SITUATION CARCERALE DU SENEGAL Aucune prison n’a été construite depuis l’époque coloniale

La maison d’arrêt et correction de Rebeuss étouffe et le nombre de détenus dépasse de loin, les capacités d’accueil. Au mois de septembre 2013, la population carcérale était de 2161 pour un effectif budgétaire de 1600 détenus, soit un dépassement de 561 détenus.prisonniers

Le Sénégal qui a signé et ratifié bon nombre d’accords portant sur l’amélioration des conditions de détention, devra consentir de gros efforts pour y parvenir. Hormis les établissements pénitentiaires que nous ont légués les colons, notre pays ne dispose guère de nouvelles prisons depuis 1960. A ce jour, nous en sommes à 37 établissements pénitentiaires dont 32 maisons d’arrêt et de correction, 2 maisons d’arrêt à Dakar, 2 camps pénaux (Liberté 6 et Koutal et une maison de correction à Sébikotane. Tous ces établissements ont été construits à l’époque coloniale, dépassant de loin leur capacité d’accueil, précise un document remis à la presse, à l’occasion d’un atelier national sur la situation carcérale au Sénégal dont la population est estimée à près de 35.000 détenus.

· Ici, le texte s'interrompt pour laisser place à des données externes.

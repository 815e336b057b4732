use crate::{
    cli::globals::GlobalArgs,
    preferences::{self, ThemeMode},
};
use anyhow::{anyhow, Result};
use std::str::FromStr;

#[derive(Debug, Clone, Copy, PartialEq, Eq)]
pub enum Mode {
    Set(ThemeMode),
    Toggle,
}

impl FromStr for Mode {
    type Err = anyhow::Error;

    fn from_str(value: &str) -> Result<Self> {
        if value == "toggle" {
            return Ok(Mode::Toggle);
        }
        value.parse().map(Mode::Set).map_err(|err| anyhow!("{err}"))
    }
}

#[derive(Debug)]
pub struct Args {
    pub globals: GlobalArgs,
    pub mode: Option<Mode>,
}

/// Show or change the theme preference. Never touches the session.
/// # Errors
/// Returns an error if the preference cannot be persisted.
pub fn execute(args: &Args) -> Result<()> {
    let storage = args.globals.storage();

    let mode = match args.mode {
        None => preferences::load(storage.as_ref()),
        Some(Mode::Toggle) => preferences::toggle(storage.as_ref())?,
        Some(Mode::Set(mode)) => {
            preferences::save(storage.as_ref(), mode)?;
            mode
        }
    };

    println!("{mode}");
    Ok(())
}
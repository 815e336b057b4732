use anyhow::Result;
use tracing::Level;
use tracing_subscriber::{fmt, layer::SubscriberExt, EnvFilter, Registry};

/// Initialize logging. Output goes to stderr so command output on stdout stays
/// machine readable. `RUST_LOG` overrides the verbosity flag.
///
/// # Errors
///
/// Returns an error if the subscriber cannot be installed
pub fn init(verbosity_level: Option<Level>) -> Result<()> {
    let verbosity_level = verbosity_level.unwrap_or(Level::ERROR);

    let fmt_layer = fmt::layer()
        .with_writer(std::io::stderr)
        .with_file(false)
        .with_line_number(false)
        .with_thread_ids(false)
        .with_thread_names(false)
        .with_target(false);

    let filter = EnvFilter::builder()
        .with_default_directive(verbosity_level.into())
        .from_env_lossy()
        .add_directive("hyper=error".parse()?)
        .add_directive("hyper_util=error".parse()?)
        .add_directive("reqwest=warn".parse()?);

    let subscriber = Registry::default().with(fmt_layer).with(filter);
    tracing::subscriber::set_global_default(subscriber)?;

    Ok(())
}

Ce qui est remarquable, la moitié de cette population est concentrée à Dakar et la prison de Rebeuss se taille la part du lion, avec une population carcérale estimée, à ce jour, à 2161 prisonniers. Presque le triple de l’effectif normal. Ce qui vient confirmer encore la saturation des prisons de la capitale et les dures conditions de détention des détenus qui séjournent dans ces établissements. Le Sénégal compte un surveillant pour huit détenus, alors que la norme internationale est d’un agent pour deux détenus.
Matériel obsolète
Il s’y ajoute le manque d’équipement des agents pénitentiaires qui utilisent un matériel dépassé et obsolète. Aux yeux d’Alioune Tine, cette situation «n’est pas concevable pour un pays qui a un ancrage en matière de droits humains comme le nôtre». D’où son appel à des changements dans la réalisation des établissements abritant des personnes qui sont en conflit avec la loi. «Il faut que ça change. Ces prisons ont été construites bien avant la colonisation dans une conception du 19ième siècle», peste le président du Comité sénégalais des droits de l’Homme (Csdh). Que faire, sinon construire des nouvelles maisons d’arrêt avec une population en croissance et une violence urbaine de plus en plus en net regain ? Forts de ce constat, les autorités judiciaires ont promis de trouver des solutions pratiques aux différents problèmes qui pourront éventuellement être identifiés, afin que la situation carcérale au Sénégal soit conforme aux critères et standards internationaux, notamment, le taux d’occupation carcéral. D’où tout l’intérêt pour les autorités, d’opter pour une approche inclusive qui impliquera tous les acteurs et élaborer un plan d’action pour faire suite à la concertation nationale.